Le masque réduit les infections COVID de 0,06%
Voici une des dernières études, qui n’est pas une modélisation mathématique, voulant montrer une efficacité du masque.
Impact of community masking on COVID-19: A cluster-randomized trial in Bangladesh [1]
Une étude sur plus de 340 000 personnes suivies.
Mais…
Que dit l’article ?
Le masque est « effectif pour réduire les infections symptomatiques au COVID. »
Que disent les médias ?
« C’est la preuve que le masque est efficace contre les maladies respiratoires. »
Alors qu’avant la période COVID, jamais personne n’avait osé en faire porter à des enfants en bonne santé pendant des mois, 8h par jour… pour lutter contre les maladies respiratoires qui faisaient 4,5 millions de morts par an sur la planète.
Les résultats
Avant de rentrer dans le détail, voici le graphique, fait à partir des chiffres présentés dans la publication, pour montrer la différence apportée par les masques chirurgicaux.
La probabilité de ne pas avoir le COVID est donnée en %.
Figure 1 : Probabilité de ne pas avoir le COVID selon les chiffres de l’étude
La différence :
-0,06 %
Le port du masque, sur la période étudiée (plusieurs mois), a permis aux auteurs de calculer une réduction du risque absolu de seulement 0,06%.
6 centièmes de %
Difficile de faire plus petit.
Précisions sur les chiffres
Pour être précis, selon les données présentées dans l’article et les data complémentaires des auteurs [2], il est possible de préciser les données suivantes :
- 0,06% : pour l’ensemble des masques (chirurgicaux et tissus), il y a eu d’un côté, 1106 cas pour 161211 personnes sans masque soit 0,68% et, de l’autre côté, 1086 cas pour 174171 avec masque soit 0,62%. On est en présence d’une différence de 20 cas d’infection vérifiées sur plus de 335382 personnes suivies, soit 0,06% de réduction.
- 0,08% : pour les masques chirurgicaux, il y a eu, d’un côté, 774 cas pour 103247 sans masque soit 0,75% et, de l’autre côté, 756 cas pour 113082 personnes avec masque soit 0,67%. On parle de18 cas d’infections vérifiées de différence sur 216329 personnes, c’est 0,08% de réduction.

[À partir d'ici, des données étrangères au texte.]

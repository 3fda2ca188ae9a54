//! Single-Flight Build Worker
//!
//! Executes build requests one at a time, process-wide.
//!
//! ## Responsibilities
//! - **Mutual exclusion**: Every build, queued or direct, runs while holding the
//!   `flight` guard, so two engine builds never overlap.
//! - **Isolation**: A failing (or panicking) build is recorded into the build state and
//!   the worker moves on to the next request. Failed requests are not requeued.
//! - **Publication**: A successful build is installed into the `IndexStore` before the
//!   build state flips back to idle.

use super::queue::BuildQueue;
use super::types::*;
use crate::index::{IndexEngine, IndexStore};

use std::sync::Arc;
use std::time::Instant;

pub struct BuildWorker<E: IndexEngine> {
    engine: Arc<E>,
    queue: Arc<BuildQueue>,
    store: Arc<IndexStore<E::Index>>,
    /// Held for the whole duration of one build.
    flight: tokio::sync::Mutex<()>,
}

impl<E: IndexEngine> BuildWorker<E> {
    pub fn new(
        engine: Arc<E>,
        queue: Arc<BuildQueue>,
        store: Arc<IndexStore<E::Index>>,
    ) -> Arc<Self> {
        Arc::new(Self {
            engine,
            queue,
            store,
            flight: tokio::sync::Mutex::new(()),
        })
    }

    pub fn engine(&self) -> &Arc<E> {
        &self.engine
    }

    pub fn queue(&self) -> &Arc<BuildQueue> {
        &self.queue
    }

    pub fn store(&self) -> &Arc<IndexStore<E::Index>> {
        &self.store
    }

    /// Spawns the background drain loop and returns immediately.
    pub fn start(self: Arc<Self>) {
        tokio::spawn(async move {
            self.run_forever().await;
        });
        tracing::info!("Build worker started");
    }

    /// Waits for queued work and drains it, forever.
    pub async fn run_forever(&self) {
        loop {
            self.queue.wait_for_work().await;
            let processed = self.drain().await;
            tracing::trace!("Drain cycle processed {} request(s)", processed);
        }
    }

    /// Builds queued requests in FIFO order until the queue is empty.
    ///
    /// Returns the number of requests processed by this call.
    pub async fn drain(&self) -> usize {
        let mut processed = 0;

        loop {
            let _flight = self.flight.lock().await;
            let Some(request) = self.queue.claim_next() else {
                break;
            };
            self.execute(request).await;
            processed += 1;
        }

        processed
    }

    /// Builds one request directly, bypassing the queue but not the single-flight guard.
    ///
    /// Returns `true` if the index was built and installed.
    pub async fn run(&self, request: BuildRequest) -> bool {
        let _flight = self.flight.lock().await;
        if !self.queue.begin(request.term) {
            tracing::warn!("Build state busy, skipping direct build for {}", request.term);
            return false;
        }
        self.execute(request).await
    }

    /// Runs the engine build for a request that is already marked in flight.
    async fn execute(&self, request: BuildRequest) -> bool {
        let term = request.term;
        let started = Instant::now();
        tracing::info!("Building index for {} (request {})", term, request.id);

        // A panicking engine surfaces here as a JoinError.
        let engine = self.engine.clone();
        let filter = request.allowed_subjects.clone();
        let result = tokio::spawn(async move { engine.build(term, filter.as_ref()).await }).await;

        match result {
            Ok(Ok(index)) => {
                let entry = self.store.put(term, request.allowed_subjects, index);
                self.queue.finish(BuildOutcome::Succeeded);
                tracing::info!(
                    "Index for {} ready in {:.1}s (last_refreshed {})",
                    term,
                    started.elapsed().as_secs_f64(),
                    entry.last_refreshed().to_rfc3339()
                );
                true
            }
            Ok(Err(e)) => {
                let message = format!("{:#}", e);
                tracing::error!("Index build for {} failed: {}", term, message);
                self.queue.finish(BuildOutcome::Failed(message));
                false
            }
            Err(join_error) => {
                let message = format!("index build for {} aborted: {}", term, join_error);
                tracing::error!("{}", message);
                self.queue.finish(BuildOutcome::Failed(message));
                false
            }
        }
    }
}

- 0,04% : Uniquement pour les masques en tissu, il y a eu, d’un côté, 332 cas pour 53691 sans masque soit 0,62% et, de l’autre côté 330 cas pour 57415 personnes avec masque soit 0,58%. On parle de 2 cas d’infections vérifiées de différence sur 111106 personnes, c’est 0,04% de réduction.
Pour être sûr que l’effet mesuré n’est pas un artefact de la mesure, il faudrait discuter, si toutefois cela est nécessaire vu qu’il s’agit de centièmes de % d’écart, de la significativité de ces réductions.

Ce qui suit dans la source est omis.